Forgive, please, the absense of details here... Suffice it to say that someone interfered with that meeting before it started, causing a lot of frowny faces and an unsuccessful outcome.
When I run into situations like this, I feel as if I have been mule-kicked off the high road and am drawn to fight back, get revenge, maybe even plant a bruise or two on this other person's lanky frame. I know when I feel like this that it's wrong. "Vengeance is mine," and "turn the other cheek," and all that. It is still a tough climb, with the most meager of toe- and finger-holds, to claw back to where I focus on creating value and showing love for others...
I do wonder sometimes the motivation of these purely negative acts. There is no good that can come of it, nothing created, made, improved, nobody loved or nourished... Why throw those hand grenades?
It may be that the way I do my job, declaring publicly that the most important things that the company does are to love our constituents and to create and deliver value--I'm afraid this has the effect of polarizing people, making them either extremely loyal or extremely ticked-off.
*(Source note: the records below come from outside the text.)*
//! skillshell - interactive driver
//!
//! A thin command-line front end over the session layer: reads lines
//! from stdin, runs them as cells, and prints results or error records.
//! Intended for manual use and smoke testing; kernel front ends embed
//! the library directly.

use std::env;
use std::io::{self, BufRead, Write};
use std::path::PathBuf;
use std::process;

use tracing::error;

use skillshell::{ConfigLoader, Error, Result, ShellConfig, ShellSession};

/// Command line options
#[derive(Debug, Default)]
struct AppArgs {
    /// Configuration file path
    config_path: Option<PathBuf>,
    /// Enable debug logging
    debug: bool,
}

impl AppArgs {
    fn parse() -> Result<Self> {
        let args: Vec<String> = env::args().collect();
        let mut app_args = AppArgs::default();

        let mut i = 1;
        while i < args.len() {
            match args[i].as_str() {
                "--config" | "-c" => {
                    if i + 1 < args.len() {
                        app_args.config_path = Some(PathBuf::from(&args[i + 1]));
                        i += 1;
                    } else {
                        return Err("Missing config file path".into());
                    }
                }
                "--debug" | "-d" => {
                    app_args.debug = true;
                }
                "--help" | "-h" => {
                    print_help();
                    process::exit(0);
                }
                "--version" | "-v" => {
                    println!("{} v{}", skillshell::NAME, skillshell::VERSION);
                    process::exit(0);
                }
                arg => {
                    return Err(format!("Unknown option: {}", arg).into());
                }
            }
            i += 1;
        }

        Ok(app_args)
    }
}

fn print_help() {
    println!("skillshell - drive a SKILL interpreter over a pseudoterminal");
    println!();
    println!("USAGE:");
    println!("    skillshell [OPTIONS]");
    println!();
    println!("OPTIONS:");
    println!("    -c, --config <FILE>    Configuration file (TOML or JSON)");
    println!("    -d, --debug            Enable debug logging");
    println!("    -h, --help             Show this help");
    println!("    -v, --version          Show version");
    println!();
    println!("Lines read from stdin are executed as cells. Meta-commands:");
    println!("    :matches <token>       List completions for a prefix");
    println!("    :info <token>          Show help for a name");
    println!("    :quit                  Shut the interpreter down and exit");
}

fn run(args: AppArgs) -> Result<()> {
    let config = match &args.config_path {
        Some(path) => ConfigLoader::load_from_file(path)?,
        None => ConfigLoader::load()?,
    };

    let mut session = ShellSession::spawn(config)?;
    println!("{}", session.banner().unwrap_or_default());

    let stdin = io::stdin();
    let mut stdout = io::stdout();
    loop {
        print!("> ");
        stdout.flush()?;

        let mut line = String::new();
        if stdin.lock().read_line(&mut line)? == 0 {
            break;
        }
        let line = line.trim_end();
        if line.is_empty() {
            continue;
        }

        if let Some(token) = line.strip_prefix(":matches ") {
            match session.get_matches(token.trim()) {
                Ok(names) => println!("{}", names.join(" ")),
                Err(e) => eprintln!("error: {}", e),
            }
            continue;
        }
        if let Some(token) = line.strip_prefix(":info ") {
            match session.get_info(token.trim()) {
                Ok(info) => println!("{}", info),
                Err(e) => eprintln!("error: {}", e),
            }
            continue;
        }
        if line == ":quit" {
            break;
        }

        match session.run_cell(line) {
            Ok(output) => println!("{}", output),
            Err(Error::Evaluation(record)) => eprintln!("*Error* {}", record),
            Err(e) => return Err(e),
        }
    }

    session.shutdown(false)
}

fn main() {
    let args = match AppArgs::parse() {
        Ok(args) => args,
        Err(e) => {
            eprintln!("error: {}", e);
            process::exit(2);
        }
    };

    let filter = if args.debug { "debug" } else { "info" };
    tracing_subscriber::fmt()
        .with_env_filter(
            tracing_subscriber::EnvFilter::try_from_default_env()
                .unwrap_or_else(|_| tracing_subscriber::EnvFilter::new(filter)),
        )
        .with_writer(io::stderr)
        .init();

    if let Err(e) = run(args) {
        error!("{}", e);
        process::exit(1);
    }
}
The ones who are ticked off would prefer I made decisions based on personal financial, gain, rather than letting personal and financial gain be the natural consequence of creating value and showing love and respect for others.
The ones who are loyal are so much so that I am humbled and grateful beyond imagination.
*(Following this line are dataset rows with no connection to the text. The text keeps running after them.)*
//! Configuration File Loading
//!
//! Finds and parses configuration files from the platform config
//! directory and the working directory, with TOML and JSON support and a
//! default fallback when nothing is found.

use std::fs;
use std::path::{Path, PathBuf};

use super::ShellConfig;
use crate::error::{Error, Result};

/// Supported configuration file formats
#[derive(Debug, Clone, Copy, PartialEq, Eq)]
pub enum ConfigFormat {
    /// TOML format
    Toml,
    /// JSON format
    Json,
}

impl ConfigFormat {
    /// Determine the format from a file extension.
    pub fn from_path(path: &Path) -> Option<Self> {
        match path.extension().and_then(|e| e.to_str()) {
            Some("toml") => Some(ConfigFormat::Toml),
            Some("json") => Some(ConfigFormat::Json),
            _ => None,
        }
    }
}

/// Configuration file loader
pub struct ConfigLoader {
    /// Search paths for configuration files, in priority order
    search_paths: Vec<PathBuf>,
    /// Path of the file that was loaded, if any
    current_path: Option<PathBuf>,
}

impl ConfigLoader {
    /// Create a loader with the default search paths.
    pub fn new() -> Self {
        Self {
            search_paths: Self::default_search_paths(),
            current_path: None,
        }
    }

    /// Load configuration from the first file found in the search paths,
    /// falling back to defaults when none exists.
    pub fn load() -> Result<ShellConfig> {
        let mut loader = Self::new();
        match loader.find_config_file() {
            Some(path) => {
                let config = Self::load_from_file(&path)?;
                loader.current_path = Some(path.clone());
                info!("configuration loaded from {}", path.display());
                Ok(config)
            }
            None => {
                debug!("no configuration file found, using defaults");
                Ok(ShellConfig::default())
            }
        }
    }

    /// Load configuration from a specific file.
    pub fn load_from_file(path: &Path) -> Result<ShellConfig> {
        if !path.exists() {
            return Err(Error::ConfigNotFound);
        }
        let content = fs::read_to_string(path).map_err(|e| Error::ConfigLoadFailed {
            path: path.to_path_buf(),
            reason: e.to_string(),
        })?;
        let format = ConfigFormat::from_path(path).ok_or_else(|| Error::ConfigLoadFailed {
            path: path.to_path_buf(),
            reason: "unsupported file extension".to_string(),
        })?;
        let config = Self::parse(&content, format)?;
        config.validate()?;
        Ok(config)
    }

    /// Save a configuration to a file, format chosen by extension.
    pub fn save_to_file(config: &ShellConfig, path: &Path) -> Result<()> {
        let format = ConfigFormat::from_path(path).ok_or_else(|| Error::ConfigSaveFailed {
            path: path.to_path_buf(),
            reason: "unsupported file extension".to_string(),
        })?;
        let content = match format {
            ConfigFormat::Toml => {
                toml::to_string_pretty(config).map_err(|e| Error::ConfigSaveFailed {
                    path: path.to_path_buf(),
                    reason: e.to_string(),
                })?
            }
            ConfigFormat::Json => serde_json::to_string_pretty(config)?,
        };
        fs::write(path, content).map_err(|e| Error::ConfigSaveFailed {
            path: path.to_path_buf(),
            reason: e.to_string(),
        })
    }

    /// The path of the configuration file that was loaded, if any.
    pub fn current_path(&self) -> Option<&Path> {
        self.current_path.as_deref()
    }

    fn parse(content: &str, format: ConfigFormat) -> Result<ShellConfig> {
        match format {
            ConfigFormat::Toml => {
                toml::from_str(content).map_err(|e| Error::ConfigParseFailed {
                    format: "TOML".to_string(),
                    reason: e.to_string(),
                })
            }
            ConfigFormat::Json => {
                serde_json::from_str(content).map_err(|e| Error::ConfigParseFailed {
                    format: "JSON".to_string(),
                    reason: e.to_string(),
                })
            }
        }
    }

    fn find_config_file(&self) -> Option<PathBuf> {
        self.search_paths.iter().find(|p| p.exists()).cloned()
    }

    fn default_search_paths() -> Vec<PathBuf> {
        let mut paths = Vec::new();

        if let Some(config_dir) = dirs::config_dir() {
            paths.push(config_dir.join("skillshell").join("config.toml"));
            paths.push(config_dir.join("skillshell").join("config.json"));
        }
        if let Some(home) = dirs::home_dir() {
            paths.push(home.join(".skillshell.toml"));
        }
        paths.push(PathBuf::from("skillshell.toml"));

        paths
    }
}

impl Default for ConfigLoader {
    fn default() -> Self {
        Self::new()
    }
}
I have two stories, and then I'll close. The first goes back to when we had a law suit with an ex-employer. Early on, I told an old friend from high school about it, and then declared, "They think they're going to get me to roll over and quit!"
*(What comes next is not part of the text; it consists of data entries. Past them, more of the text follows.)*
//! Configuration
//!
//! Settings describing how the interpreter is launched and how its
//! prompt looks, with loading from TOML or JSON files.

pub mod loader;

pub use loader::ConfigLoader;

use serde::{Deserialize, Serialize};

use crate::error::{Error, Result};
use crate::protocol::patterns::DEFAULT_PROMPT_PATTERN;

/// Launch and protocol settings for an interpreter session
#[derive(Debug, Clone, PartialEq, Eq, Serialize, Deserialize)]
pub struct ShellConfig {
    /// Command shell used to launch the interpreter
    #[serde(default = "default_shell")]
    pub shell: String,

    /// Interpreter binary name
    #[serde(default = "default_interpreter")]
    pub interpreter: String,

    /// Arguments passed to the interpreter
    #[serde(default = "default_interpreter_args")]
    pub interpreter_args: Vec<String>,

    /// Prompt marker pattern, anchored at end of buffered input
    #[serde(default = "default_prompt_pattern")]
    pub prompt_pattern: String,
}

fn default_shell() -> String {
    "/bin/tcsh".to_string()
}

fn default_interpreter() -> String {
    "virtuoso".to_string()
}

fn default_interpreter_args() -> Vec<String> {
    vec!["-nograph".to_string()]
}

fn default_prompt_pattern() -> String {
    DEFAULT_PROMPT_PATTERN.to_string()
}

impl Default for ShellConfig {
    fn default() -> Self {
        Self {
            shell: default_shell(),
            interpreter: default_interpreter(),
            interpreter_args: default_interpreter_args(),
            prompt_pattern: default_prompt_pattern(),
        }
    }
}

impl ShellConfig {
    /// The command line handed to the shell: `<interpreter> <args>`.
    pub fn spawn_command(&self) -> String {
        let mut command = self.interpreter.clone();
        for arg in &self.interpreter_args {
            command.push(' ');
            command.push_str(arg);
        }
        command
    }

    /// The one-shot command used to obtain the banner: `<interpreter> -V`.
    pub fn version_command(&self) -> String {
        format!("{} -V", self.interpreter)
    }

    /// Validate field contents before a session is constructed.
    pub fn validate(&self) -> Result<()> {
        if self.shell.trim().is_empty() {
            return Err(Error::ConfigValidationFailed {
                field: "shell".to_string(),
                reason: "must not be empty".to_string(),
            });
        }
        if self.interpreter.trim().is_empty() {
            return Err(Error::ConfigValidationFailed {
                field: "interpreter".to_string(),
                reason: "must not be empty".to_string(),
            });
        }
        if let Err(e) = regex::bytes::Regex::new(&self.prompt_pattern) {
            return Err(Error::ConfigValidationFailed {
                field: "prompt_pattern".to_string(),
                reason: e.to_string(),
            });
        }
        Ok(())
    }
}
"Have they met you?" she asked. Her answer said it all. I saught a win-win, but finding none, stood by the company's principles. We didn't quit and now the fiber is already in a position to save lives.
The next story has to do with my employment agreement, which has a clause in it that essentially declares that, as long as the job of CEO of Innegrity is a crummy, high stress, low reward job--it is mine. Once it gets to be a high paid, high profile look-at-our-success-and-how-great-we're-doing job, then my board is free to fire me and put someone else in.
I know my gifts, and I was not put here for the easy job--that one I'll hand over. I was put here to lead during these crazy chaotic early days when all others would quit, blame it on some external factor, and move on. My chief value is my vision and my stubborn adherance to it--every other skill can be hired.
In the church world, we call this the spiritual gift of faith. It is the ability to stay the course no matter how strong the gale blows in another direction. It is David, having been hunted for months, still declaring his loyalty. He cut the corner of Saul's robe of when he could have killed him. Wouldn't he have been justified in exacting a little revenge--maybe just a flesh wound? This gift comes with the unfortunate circumstance that it will be tested, or, well, "used" I guess is a better word. "Used" to get someone or something past that gale. Even if some tend to blame me for the gale rather than giving credit for the progress made against it.